No , I just wanted to test this battle out.


----------



## Monna (Jul 14, 2012)

BM Naruto is one of the biggest powerhouses in the HST. Why are you putting him against frail Avatar characters?


----------



## Ice (Jul 14, 2012)




----------



## Bruce Wayne (Jul 14, 2012)

Jane Crocker said:


> BM Naruto is one of the biggest powerhouses in the HST. Why are you putting him against frail Avatar characters?



I've seen a thread in the naruto battledome about the avatarvese stomping the narutoverse.


----------



## Monna (Jul 14, 2012)

NarutoLuffy said:


> I've seen a thread in the naruto battledome about the avatarvese stomping the narutoverse.


Well they were a idoit if they seriously believe that. I mean, what in the actual fuck.


----------



## Bruce Wayne (Jul 14, 2012)

Jane Crocker said:


> Well they were a idoit if they seriously believe that.
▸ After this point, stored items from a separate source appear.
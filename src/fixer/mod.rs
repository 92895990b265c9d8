pub mod applicator;
pub mod locks;
pub mod resolver;

use anyhow::Result;
use std::collections::{HashMap, HashSet, VecDeque};
use std::path::Path;
use std::time::Instant;

use crate::analyzer::graph::{topological_order, DependencyGraph};
use crate::db::models::{Diagnostic, Status};
use crate::db::Database;
use crate::pipeline::CancelToken;
use crate::report::{FixAttemptSummary, FixPhaseStatus, FixReport};

use applicator::{apply_fix, ApplyOptions};
use locks::PathLocks;
use resolver::find_best_fix;

/// Fix-phase knobs, resolved from config + CLI flags
#[derive(Debug, Clone, Copy)]
pub struct FixOptions {
    pub dry_run: bool,
    pub max_per_run: usize,
    /// Sliding window inspected by the circuit breaker
    pub failure_window: usize,
    pub create_backup: bool,
    pub strict_backup: bool,
}

impl Default for FixOptions {
    fn default() -> Self {
        Self {
            dry_run: false,
            max_per_run: 25,
            failure_window: 5,
            create_backup: true,
            strict_backup: false,
        }
    }
}

/// Run the fix phase: walk actionable diagnostics in topological order,
/// resolve and apply fixes, and stop early on cancellation, the per-run
/// cap, or a window full of consecutive failures.
pub fn run_fix_phase(
    db: &Database,
    root: &Path,
    options: &FixOptions,
    cancel: &CancelToken,
) -> Result<FixReport> {
    let start = Instant::now();
    let mut report = FixReport {
        dry_run: options.dry_run,
        ..FixReport::default()
    };

    let diagnostics = db.live_diagnostics()?;
    let by_id: HashMap<i64, &Diagnostic> = diagnostics.iter().map(|d| (d.id, d)).collect();
    let order = fix_order(db, &diagnostics)?;

    let locks = PathLocks::new();
    let apply_options = ApplyOptions {
        dry_run: options.dry_run,
        create_backup: options.create_backup,
        strict_backup: options.strict_backup,
    };

    // Files mutated this run: their remaining diagnostics carry stale line
    // numbers and are skipped rather than re-resolved mid-run.
    let mut dirty_files: HashSet<String> = HashSet::new();
    let mut window: VecDeque<bool> = VecDeque::with_capacity(options.failure_window);

    for id in order {
        if cancel.is_cancelled() {
            report.status = FixPhaseStatus::Cancelled;
            break;
        }
        if report.attempted as usize >= options.max_per_run {
            break;
        }

        let diagnostic = match by_id.get(&id) {
            Some(d) => *d,
            None => continue,
        };

        if dirty_files.contains(&diagnostic.file) {
            report.skipped_stale += 1;
            continue;
        }

        let resolved = match find_best_fix(db, diagnostic)? {
            Some(fix) => fix,
            None => {
                report.skipped_no_fix += 1;
                continue;
            }
        };

        report.attempted += 1;
        let outcome = apply_fix(db, &locks, root, diagnostic, &resolved, &apply_options)?;

        report.attempts.push(FixAttemptSummary {
            diagnostic_id: diagnostic.id,
            file: diagnostic.file.clone(),
            line: diagnostic.line,
            method: resolved.method().as_str().to_string(),
            success: outcome.success,
            failure_reason: outcome.failure_reason.clone(),
        });

        if outcome.success {
            report.succeeded += 1;
            if !options.dry_run {
                dirty_files.insert(diagnostic.file.clone());
            }
        } else {
            report.failed += 1;
        }

        if window.len() == options.failure_window {
            window.pop_front();
        }
        window.push_back(outcome.success);

        // All of the last N attempts failed: stop burning quota against a
        // systemic problem.
        if options.failure_window > 0
            && window.len() == options.failure_window
            && window.iter().all(|&ok| !ok)
        {
            report.status = FixPhaseStatus::CircuitBroken;
            break;
        }
    }

    report.duration_ms = start.elapsed().as_millis() as u64;
    Ok(report)
}

/// Topological order over the persisted graph restricted to live
/// diagnostics. Without an analyze run there are no edges and the order
/// degrades to severity-then-id.
fn fix_order(db: &Database, diagnostics: &[Diagnostic]) -> Result<Vec<i64>> {
    let live_ids: HashSet<i64> = diagnostics.iter().map(|d| d.id).collect();
    let edges = db
        .edges()?
        .into_iter()
        .filter(|e| live_ids.contains(&e.cause_id) && live_ids.contains(&e.effect_id))
        .collect();

    let mut nodes: Vec<i64> = live_ids.iter().copied().collect();
    nodes.sort_unstable();
    let graph = DependencyGraph {
        nodes,
        edges,
        severity_rank: diagnostics
            .iter()
            .map(|d| (d.id, d.severity.rank()))
            .collect(),
    };
    Ok(topological_order(&graph))
}

/// Mark a diagnostic ignored, the operator's terminal escape hatch
pub fn ignore_diagnostic(db: &Database, id: i64) -> Result<Option<Diagnostic>> {
    match db.get_diagnostic(id)? {
        None => Ok(None),
        Some(diag) if diag.is_terminal() => Ok(Some(diag)),
        Some(_) => {
            db.set_diagnostic_status(id, Status::Ignored)?;
            Ok(db.get_diagnostic(id)?)
        }
    }
}

#[cfg(test)]
mod tests {
    use super::*;
    use crate::db::diagnostics::NewDiagnostic;
    use crate::db::models::{Category, DependencyEdge, FixKind, Severity};

    fn seed(db: &Database, file: &str, line: i64, context: Option<&str>) -> i64 {
        let new = NewDiagnostic {
            file: file.to_string(),
            line,
            col: 1,
            code: "assignment".to_string(),
            message: format!("Incompatible types at {file}:{line}"),
            category: Category::TypeMismatch,
            severity: Severity::High,
            hash: blake3::hash(format!("{file}:{line}").as_bytes()).to_hex().to_string(),
            context_line: context.map(|s| s.to_string()),
        };
        db.reconcile_diagnostic(&new).unwrap().id()
    }

    /// Give every seeded diagnostic a pattern fix so the resolver always
    /// returns a candidate
    fn attach_fix(db: &Database, diag_id: i64, content: &str) {
        let pattern_id = db.upsert_pattern("assignment", "Incompatible types at _").unwrap();
        db.set_diagnostic_pattern(diag_id, pattern_id).unwrap();
        if db.fixes_for_pattern(pattern_id).unwrap().is_empty() {
            db.insert_fix(
                Some(pattern_id),
                "rewrite",
                "",
                FixKind::ReplaceLine,
                content,
                None,
                5,
            )
            .unwrap();
        }
    }

    #[test]
    fn circuit_breaker_halts_after_exactly_n_failures() {
        let dir = tempfile::tempdir().unwrap();
        let db = Database::open(dir.path()).unwrap();

        // Seven diagnostics against files that do not exist: every apply
        // fails with FileNotFound.
        for i in 0..7 {
            let id = seed(&db, &format!("missing{i}.py"), 1, None);
            attach_fix(&db, id, "x = 0");
        }

        let options = FixOptions {
            failure_window: 3,
            ..FixOptions::default()
        };
        let report = run_fix_phase(&db, dir.path(), &options, &CancelToken::new()).unwrap();

        assert_eq!(report.status, FixPhaseStatus::CircuitBroken);
        assert_eq!(report.attempted, 3);
        assert_eq!(report.failed, 3);
    }

    #[test]
    fn max_per_run_caps_attempts() {
        let dir = tempfile::tempdir().unwrap();
        let db = Database::open(dir.path()).unwrap();

        for i in 0..5 {
            let file = format!("f{i}.py");
            std::fs::write(dir.path().join(&file), "x = 1\n").unwrap();
            let id = seed(&db, &file, 1, Some("x = 1"));
            attach_fix(&db, id, "x = 0");
        }

        let options = FixOptions {
            max_per_run: 2,
            ..FixOptions::default()
        };
        let report = run_fix_phase(&db, dir.path(), &options, &CancelToken::new()).unwrap();

        assert_eq!(report.status, FixPhaseStatus::Completed);
        assert_eq!(report.attempted, 2);
        assert_eq!(report.succeeded, 2);
    }

    #[test]
    fn mutated_files_skip_their_remaining_diagnostics() {
        let dir = tempfile::tempdir().unwrap();
        let db = Database::open(dir.path()).unwrap();
        std::fs::write(dir.path().join("app.py"), "x = 1\ny = 2\n").unwrap();

        let first = seed(&db, "app.py", 1, Some("x = 1"));
        let second = seed(&db, "app.py", 2, Some("y = 2"));
        attach_fix(&db, first, "x = 0");
        attach_fix(&db, second, "x = 0");

        let report =
            run_fix_phase(&db, dir.path(), &FixOptions::default(), &CancelToken::new()).unwrap();

        assert_eq!(report.succeeded, 1);
        assert_eq!(report.skipped_stale, 1);

        // The skipped diagnostic is still actionable next run.
        let diag = db.get_diagnostic(second).unwrap().unwrap();
        assert!(!diag.is_terminal());
    }

    #[test]
    fn dry_run_attempts_every_diagnostic_without_staleness() {
        let dir = tempfile::tempdir().unwrap();
        let db = Database::open(dir.path()).unwrap();
        std::fs::write(dir.path().join("app.py"), "x = 1\ny = 2\n").unwrap();

        let first = seed(&db, "app.py", 1, Some("x = 1"));
        let second = seed(&db, "app.py", 2, Some("y = 2"));
        attach_fix(&db, first, "x = 0");
        attach_fix(&db, second, "x = 0");

        let options = FixOptions {
            dry_run: true,
            ..FixOptions::default()
        };
        let report = run_fix_phase(&db, dir.path(), &options, &CancelToken::new()).unwrap();

        assert_eq!(report.attempted, 2);
        assert_eq!(report.skipped_stale, 0);
        assert_eq!(
            std::fs::read_to_string(dir.path().join("app.py")).unwrap(),
            "x = 1\ny = 2\n"
        );
    }

    #[test]
    fn fixes_follow_the_persisted_topological_order() {
        let dir = tempfile::tempdir().unwrap();
        let db = Database::open(dir.path()).unwrap();
        std::fs::write(dir.path().join("a.py"), "x = 1\n").unwrap();
        std::fs::write(dir.path().join("b.py"), "y = 2\n").unwrap();

        let downstream = seed(&db, "a.py", 1, Some("x = 1"));
        let root_cause = seed(&db, "b.py", 1, Some("y = 2"));
        attach_fix(&db, downstream, "x = 0");
        attach_fix(&db, root_cause, "y = 0");

        // Persisted graph says the later id causes the earlier one.
        db.replace_edges(&[DependencyEdge {
            cause_id: root_cause,
            effect_id: downstream,
            confidence: 0.9,
        }])
        .unwrap();

        let report =
            run_fix_phase(&db, dir.path(), &FixOptions::default(), &CancelToken::new()).unwrap();
        let ids: Vec<i64> = report.attempts.iter().map(|a| a.diagnostic_id).collect();
        assert_eq!(ids, vec![root_cause, downstream]);
    }

    #[test]
    fn cancellation_stops_between_diagnostics() {
        let dir = tempfile::tempdir().unwrap();
        let db = Database::open(dir.path()).unwrap();
        let id = seed(&db, "a.py", 1, None);
        attach_fix(&db, id, "x = 0");

        let cancel = CancelToken::new();
        cancel.cancel();
        let report = run_fix_phase(&db, dir.path(), &FixOptions::default(), &cancel).unwrap();

        assert_eq!(report.status, FixPhaseStatus::Cancelled);
        assert_eq!(report.attempted, 0);
    }

    #[test]
    fn ignore_marks_terminal_once() {
        let dir = tempfile::tempdir().unwrap();
        let db = Database::open(dir.path()).unwrap();
        let id = seed(&db, "a.py", 1, None);

        let diag = ignore_diagnostic(&db, id).unwrap().unwrap();
        assert_eq!(diag.status, Status::Ignored);

        // Idempotent; already-terminal rows are returned untouched.
        let again = ignore_diagnostic(&db, id).unwrap().unwrap();
        assert_eq!(again.status, Status::Ignored);
        assert!(ignore_diagnostic(&db, 9999).unwrap().is_none());
    }
}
I mean, what in the actual fuck.



I'll try to find thread again and post it on here.


----------



## DemongGodOfChaos (Jul 14, 2012)

As much as I like Aang and Korra, both lose.

Badly.


----------



## Utopia Realm (Jul 14, 2012)

BM Naruto just yells at the kids and they die...


----------



## RaginTrollin (Jul 14, 2012)

BM Naruto roflstomps


----------



## Bruce Wayne (Jul 14, 2012)

Here is the thread.


----------



## Monna (Jul 14, 2012)

I'm not going to read that thread but I'll be honest with you, the Naruto battledome is full of morons.


----------



## GiveRobert20dollars (Jul 14, 2012)

You didn't even equalize speed to lessen the impact of this unholy Rape.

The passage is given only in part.